# What you will do
Top to bottom, give the entries again exactly as written.

Segment Start: Entries provided

impl WorkflowUiState {
    /// Build a fresh session, restoring the durable layout values from
    /// `storage`. `panel_width` and `node_panel_width` share a stored value
    /// but keep their own defaults; only the node panel writes the key back.
    pub fn new(storage: Rc<dyn StorageBackend>) -> Self {
        let panel_width =
            get_persisted_number(&*storage, NODE_PANEL_WIDTH_KEY, DEFAULT_PANEL_WIDTH);
        let node_panel_width =
            get_persisted_number(&*storage, NODE_PANEL_WIDTH_KEY, DEFAULT_NODE_PANEL_WIDTH);
        let preview_panel_width =
            get_persisted_number(&*storage, PREVIEW_PANEL_WIDTH_KEY, DEFAULT_PREVIEW_PANEL_WIDTH);
        let variable_inspect_panel_height = get_persisted_number(
            &*storage,
            VARIABLE_INSPECT_PANEL_HEIGHT_KEY,
            DEFAULT_VARIABLE_INSPECT_PANEL_HEIGHT,
        );
        let maximize_canvas = get_persisted_boolean(&*storage, CANVAS_MAXIMIZE_KEY, false);

        WorkflowUiState {
            storage,
            show_features_panel: false,
            show_workflow_version_history_panel: false,
            show_inputs_panel: false,
            show_debug_and_preview_panel: false,
            show_variable_inspect_panel: false,
            show_env_panel: false,
            init_show_last_run_tab: false,
            panel_menu: None,
            panel_width,
            node_panel_width,
            preview_panel_width,
            other_panel_width: DEFAULT_OTHER_PANEL_WIDTH,
            bottom_panel_width: DEFAULT_BOTTOM_PANEL_WIDTH,
            bottom_panel_height: DEFAULT_BOTTOM_PANEL_HEIGHT,
            variable_inspect_panel_height,
            maximize_canvas,
            workflow_canvas_width: None,
            workflow_canvas_height: None,
            right_panel_width: None,
            workflow_running_data: None,
            is_restoring: false,
        }
    }

    // -----------------------------------------------------------------------
    // Panel visibility
    // -----------------------------------------------------------------------

    pub fn show_features_panel(&self) -> bool {
        self.show_features_panel
    }

    pub fn set_show_features_panel(&mut self, show: bool) {
        self.show_features_panel = show;
    }

    pub fn show_workflow_version_history_panel(&self) -> bool {
        self.show_workflow_version_history_panel
    }

    pub fn set_show_workflow_version_history_panel(&mut self, show: bool) {
        self.show_workflow_version_history_panel = show;
    }

    pub fn show_inputs_panel(&self) -> bool {
        self.show_inputs_panel
    }

    pub fn set_show_inputs_panel(&mut self, show: bool) {
        self.show_inputs_panel = show;
    }

    pub fn show_debug_and_preview_panel(&self) -> bool {
        self.show_debug_and_preview_panel
    }

    pub fn set_show_debug_and_preview_panel(&mut self, show: bool) {
        self.show_debug_and_preview_panel = show;
    }

    pub fn show_variable_inspect_panel(&self) -> bool {
        self.show_variable_inspect_panel
    }

    pub fn set_show_variable_inspect_panel(&mut self, show: bool) {
        self.show_variable_inspect_panel = show;
    }

    pub fn show_env_panel(&self) -> bool {
        self.show_env_panel
    }

    pub fn set_show_env_panel(&mut self, show: bool) {
        self.show_env_panel = show;
    }

    /// Whether the preview panel should open straight onto the last-run tab.
    pub fn init_show_last_run_tab(&self) -> bool {
        self.init_show_last_run_tab
    }

    pub fn set_init_show_last_run_tab(&mut self, show: bool) {
        self.init_show_last_run_tab = show;
    }

    pub fn panel_menu(&self) -> Option<PanelMenuPosition> {
        self.panel_menu
    }

    pub fn set_panel_menu(&mut self, menu: Option<PanelMenuPosition>) {
        self.panel_menu = menu;
    }

    // -----------------------------------------------------------------------
    // Panel geometry
    // -----------------------------------------------------------------------

    pub fn panel_width(&self) -> f64 {
        self.panel_width
    }

    pub fn set_panel_width(&mut self, width: f64) {
        self.panel_width = width;
    }

    pub fn node_panel_width(&self) -> f64 {
        self.node_panel_width
    }

    pub fn set_node_panel_width(&mut self, width: f64) {
        self.node_panel_width = width;
        let _ = set_persisted(&*self.storage, NODE_PANEL_WIDTH_KEY, width);
    }

    pub fn preview_panel_width(&self) -> f64 {
        self.preview_panel_width
    }

    pub fn set_preview_panel_width(&mut self, width: f64) {
        self.preview_panel_width = width;
        let _ = set_persisted(&*self.storage, PREVIEW_PANEL_WIDTH_KEY, width);
    }

    pub fn other_panel_width(&self) -> f64 {
        self.other_panel_width
    }

    pub fn set_other_panel_width(&mut self, width: f64) {
        self.other_panel_width = width;
    }

    pub fn bottom_panel_width(&self) -> f64 {
        self.bottom_panel_width
    }

    pub fn set_bottom_panel_width(&mut self, width: f64) {
        self.bottom_panel_width = width;
    }

    pub fn bottom_panel_height(&self) -> f64 {
        self.bottom_panel_height
    }

    pub fn set_bottom_panel_height(&mut self, height: f64) {
        self.bottom_panel_height = height;
    }

    pub fn variable_inspect_panel_height(&self) -> f64 {
        self.variable_inspect_panel_height
    }

    pub fn set_variable_inspect_panel_height(&mut self, height: f64) {
        self.variable_inspect_panel_height = height;
        let _ = set_persisted(&*self.storage, VARIABLE_INSPECT_PANEL_HEIGHT_KEY, height);
    }

    pub fn maximize_canvas(&self) -> bool {
        self.maximize_canvas
    }

    pub fn set_maximize_canvas(&mut self, maximize: bool) {
        self.maximize_canvas = maximize;
        let _ = set_persisted(&*self.storage, CANVAS_MAXIMIZE_KEY, maximize);
    }

    pub fn workflow_canvas_width(&self) -> Option<f64> {
        self.workflow_canvas_width
    }

    pub fn set_workflow_canvas_width(&mut self, width: Option<f64>) {
        self.workflow_canvas_width = width;
    }

    pub fn workflow_canvas_height(&self) -> Option<f64> {
        self.workflow_canvas_height
    }

    pub fn set_workflow_canvas_height(&mut self, height: Option<f64>) {
        self.workflow_canvas_height = height;
    }

    pub fn right_panel_width(&self) -> Option<f64> {
        self.right_panel_width
    }

    pub fn set_right_panel_width(&mut self, width: Option<f64>) {
        self.right_panel_width = width;
    }

    /// Width the node panel should render at. Once the right-hand panel has
    /// been measured this is the measured width minus the width reserved for
    /// the other panel (zero and negative results included); until then it
    /// falls back to the stored node panel width. Derived on every call so
    /// it can never go stale against its inputs.
    pub fn computed_node_panel_width(&self) -> f64 {
        match self.right_panel_width {
            Some(right) => right - self.other_panel_width,
            None => self.node_panel_width,
        }
    }

    // -----------------------------------------------------------------------
    // Run data / restore flag
    // -----------------------------------------------------------------------

    pub fn workflow_running_data(&self) -> Option<&WorkflowRunningData> {
        self.workflow_running_data.as_ref()
    }

    pub fn set_workflow_running_data(&mut self, data: Option<WorkflowRunningData>) {
        self.workflow_running_data = data;
    }

    pub fn is_restoring(&self) -> bool {
        self.is_restoring
    }

    pub fn set_is_restoring(&mut self, restoring: bool) {
        self.is_restoring = restoring;
    }
}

Segment End: Entries provided

# Reply
impl WorkflowUiState {
    /// Build a fresh session, restoring the durable layout values from
    /// `storage`. `panel_width` and `node_panel_width` share a stored value
    /// but keep their own defaults; only the node panel writes the key back.
    pub fn new(storage: Rc<dyn StorageBackend>) -> Self {
        let panel_width =
            get_persisted_number(&*storage, NODE_PANEL_WIDTH_KEY, DEFAULT_PANEL_WIDTH);
        let node_panel_width =
            get_persisted_number(&*storage, NODE_PANEL_WIDTH_KEY, DEFAULT_NODE_PANEL_WIDTH);
        let preview_panel_width =
            get_persisted_number(&*storage, PREVIEW_PANEL_WIDTH_KEY, DEFAULT_PREVIEW_PANEL_WIDTH);
        let variable_inspect_panel_height = get_persisted_number(
            &*storage,
            VARIABLE_INSPECT_PANEL_HEIGHT_KEY,
            DEFAULT_VARIABLE_INSPECT_PANEL_HEIGHT,
        );
        let maximize_canvas = get_persisted_boolean(&*storage, CANVAS_MAXIMIZE_KEY, false);

        WorkflowUiState {
            storage,
            show_features_panel: false,
            show_workflow_version_history_panel: false,
            show_inputs_panel: false,
            show_debug_and_preview_panel: false,
            show_variable_inspect_panel: false,
            show_env_panel: false,
            init_show_last_run_tab: false,
            panel_menu: None,
            panel_width,
            node_panel_width,
            preview_panel_width,
            other_panel_width: DEFAULT_OTHER_PANEL_WIDTH,
            bottom_panel_width: DEFAULT_BOTTOM_PANEL_WIDTH,
            bottom_panel_height: DEFAULT_BOTTOM_PANEL_HEIGHT,
            variable_inspect_panel_height,
            maximize_canvas,
            workflow_canvas_width: None,
            workflow_canvas_height: None,
            right_panel_width: None,
            workflow_running_data: None,
            is_restoring: false,
        }
    }

    // -----------------------------------------------------------------------
    // Panel visibility
    // -----------------------------------------------------------------------

    pub fn show_features_panel(&self) -> bool {
        self.show_features_panel
    }

    pub fn set_show_features_panel(&mut self, show: bool) {
        self.show_features_panel = show;
    }

    pub fn show_workflow_version_history_panel(&self) -> bool {
        self.show_workflow_version_history_panel
    }

    pub fn set_show_workflow_version_history_panel(&mut self, show: bool) {
        self.show_workflow_version_history_panel = show;
    }

    pub fn show_inputs_panel(&self) -> bool {
        self.show_inputs_panel
    }

    pub fn set_show_inputs_panel(&mut self, show: bool) {
        self.show_inputs_panel = show;
    }

    pub fn show_debug_and_preview_panel(&self) -> bool {
        self.show_debug_and_preview_panel
    }

    pub fn set_show_debug_and_preview_panel(&mut self, show: bool) {
        self.show_debug_and_preview_panel = show;
    }

    pub fn show_variable_inspect_panel(&self) -> bool {
        self.show_variable_inspect_panel
    }

    pub fn set_show_variable_inspect_panel(&mut self, show: bool) {
        self.show_variable_inspect_panel = show;
    }

    pub fn show_env_panel(&self) -> bool {
        self.show_env_panel
    }

    pub fn set_show_env_panel(&mut self, show: bool) {
        self.show_env_panel = show;
    }

    /// Whether the preview panel should open straight onto the last-run tab.
    pub fn init_show_last_run_tab(&self) -> bool {
        self.init_show_last_run_tab
    }

    pub fn set_init_show_last_run_tab(&mut self, show: bool) {
        self.init_show_last_run_tab = show;
    }

    pub fn panel_menu(&self) -> Option<PanelMenuPosition> {
        self.panel_menu
    }

    pub fn set_panel_menu(&mut self, menu: Option<PanelMenuPosition>) {
        self.panel_menu = menu;
    }

    // -----------------------------------------------------------------------
    // Panel geometry
    // -----------------------------------------------------------------------

    pub fn panel_width(&self) -> f64 {
        self.panel_width
    }

    pub fn set_panel_width(&mut self, width: f64) {
        self.panel_width = width;
    }

    pub fn node_panel_width(&self) -> f64 {
        self.node_panel_width
    }

    pub fn set_node_panel_width(&mut self, width: f64) {
        self.node_panel_width = width;
        let _ = set_persisted(&*self.storage, NODE_PANEL_WIDTH_KEY, width);
    }

    pub fn preview_panel_width(&self) -> f64 {
        self.preview_panel_width
    }

    pub fn set_preview_panel_width(&mut self, width: f64) {
        self.preview_panel_width = width;
        let _ = set_persisted(&*self.storage, PREVIEW_PANEL_WIDTH_KEY, width);
    }

    pub fn other_panel_width(&self) -> f64 {
        self.other_panel_width
    }

    pub fn set_other_panel_width(&mut self, width: f64) {
        self.other_panel_width = width;
    }

    pub fn bottom_panel_width(&self) -> f64 {
        self.bottom_panel_width
    }

    pub fn set_bottom_panel_width(&mut self, width: f64) {
        self.bottom_panel_width = width;
    }

    pub fn bottom_panel_height(&self) -> f64 {
        self.bottom_panel_height
    }

    pub fn set_bottom_panel_height(&mut self, height: f64) {
        self.bottom_panel_height = height;
    }

    pub fn variable_inspect_panel_height(&self) -> f64 {
        self.variable_inspect_panel_height
    }

    pub fn set_variable_inspect_panel_height(&mut self, height: f64) {
        self.variable_inspect_panel_height = height;
        let _ = set_persisted(&*self.storage, VARIABLE_INSPECT_PANEL_HEIGHT_KEY, height);
    }

    pub fn maximize_canvas(&self) -> bool {
        self.maximize_canvas
    }

    pub fn set_maximize_canvas(&mut self, maximize: bool) {
        self.maximize_canvas = maximize;
        let _ = set_persisted(&*self.storage, CANVAS_MAXIMIZE_KEY, maximize);
    }

    pub fn workflow_canvas_width(&self) -> Option<f64> {
        self.workflow_canvas_width
    }

    pub fn set_workflow_canvas_width(&mut self, width: Option<f64>) {
        self.workflow_canvas_width = width;
    }

    pub fn workflow_canvas_height(&self) -> Option<f64> {
        self.workflow_canvas_height
    }

    pub fn set_workflow_canvas_height(&mut self, height: Option<f64>) {
        self.workflow_canvas_height = height;
    }

    pub fn right_panel_width(&self) -> Option<f64> {
        self.right_panel_width
    }

    pub fn set_right_panel_width(&mut self, width: Option<f64>) {
        self.right_panel_width = width;
    }

    /// Width the node panel should render at. Once the right-hand panel has
    /// been measured this is the measured width minus the width reserved for
    /// the other panel (zero and negative results included); until then it
    /// falls back to the stored node panel width. Derived on every call so
    /// it can never go stale against its inputs.
    pub fn computed_node_panel_width(&self) -> f64 {
        match self.right_panel_width {
            Some(right) => right - self.other_panel_width,
            None => self.node_panel_width,
        }
    }

    // -----------------------------------------------------------------------
    // Run data / restore flag
    // -----------------------------------------------------------------------

    pub fn workflow_running_data(&self) -> Option<&WorkflowRunningData> {
        self.workflow_running_data.as_ref()
    }

    pub fn set_workflow_running_data(&mut self, data: Option<WorkflowRunningData>) {
        self.workflow_running_data = data;
    }

    pub fn is_restoring(&self) -> bool {
        self.is_restoring
    }

    pub fn set_is_restoring(&mut self, restoring: bool) {
        self.is_restoring = restoring;
    }
}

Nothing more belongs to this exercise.